Again an excellent point. There seems to be no basis for taking a different attitude to the prostate cancer and CFS/ME studies, unless that attitude is based on a preconception. And that preconception came out in the press from day one, straight after the Lombardi study was published. "I doubt this is true" was the basic message. Why? Because we have looked before and not found. It gives the game away, as far as Wessely is concerned at least. Nowadays he will always publicly say - because he must - that there may be a viral cause, at least as one of many factors. Yet when one is found, straight away he says he doubts it's true. As you rightly say, pure bias, and very obviously so. So much for scientific objectivity and keeping an open mind.

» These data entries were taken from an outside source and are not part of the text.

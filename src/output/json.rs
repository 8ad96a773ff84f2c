//! JSON export

use crate::model::MovieRecord;
use crate::storage::{Page, StoredMovie};

/// Serializes scraped records as a pretty-printed JSON array
pub fn records_to_json(records: &[MovieRecord]) -> serde_json::Result<String> {
    serde_json::to_string_pretty(records)
}

/// Serializes a page of stored movies, including its paging metadata
pub fn page_to_json(page: &Page<StoredMovie>) -> serde_json::Result<String> {
    serde_json::to_string_pretty(page)
}

#[cfg(test)]
mod tests {
    use super::*;
    use serde_json::Value;

    #[test]
    fn test_record_fields() {
        let records = vec![MovieRecord {
            title: "Inception".to_string(),
            release_year: Some("2010".to_string()),
            rating: Some(8.8),
            plot: "A thief who steals corporate secrets".to_string(),
            director: vec!["Christopher Nolan".to_string()],
            writer: vec!["Christopher Nolan".to_string()],
            star: vec!["Leonardo DiCaprio".to_string()],
        }];

        let value: Value = serde_json::from_str(&records_to_json(&records).unwrap()).unwrap();
        let first = &value[0];
        assert_eq!(first["title"], "Inception");
        assert_eq!(first["release_year"], "2010");
        assert_eq!(first["rating"], 8.8);
        assert_eq!(first["star"][0], "Leonardo DiCaprio");
    }

    #[test]
    fn test_missing_rating_is_null() {
        let records = vec![MovieRecord {
            title: "Unrated".to_string(),
            ..MovieRecord::default()
        }];
        let value: Value = serde_json::from_str(&records_to_json(&records).unwrap()).unwrap();
        assert!(value[0]["rating"].is_null());
    }

    #[test]
    fn test_page_metadata() {
        let page: Page<StoredMovie> = Page {
            items: vec![],
            total: 0,
            page: 3,
            page_size: 25,
        };
        let value: Value = serde_json::from_str(&page_to_json(&page).unwrap()).unwrap();
        assert_eq!(value["page"], 3);
        assert_eq!(value["page_size"], 25);
        assert_eq!(value["items"], Value::Array(vec![]));
    }
}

I also note a common error concerning DeFreitas' claims. She explicitly said the virus she found was not HTLV-II, yet negative tests for that particular virus were claimed to discredit her.
Thanks for mentioning that, the "HTLV-II" comment jumped out at me too, and I thought "hold on, surely DeFreitas never claimed it was HTLV-II, it was always unclear exactly what it was?". But I have barely researched that bit of history at all. Yet even I knew from a cursory knowledge of the subject that this was inaccurate and misleading. How can somebody like Weiss excuse inaccuracies like that? Such incorrect information does seem to say a lot about the writer - when somebody so senior and responsible for being accurate, fair and unbiased throws in the occasional error, you have to wonder why that's happening. I would just answer: bias, and lack of objectivity and fairness. Which comes out time and again in small and apparently irrelevant - but actually crucial - details. Since I'm not a retrovirologist, I have to form my judgment on the controversy primarily based on clues like this. And I'm afraid these sort of 'convenient errors' are there all over the place, for anyone who cares to dig into the matter.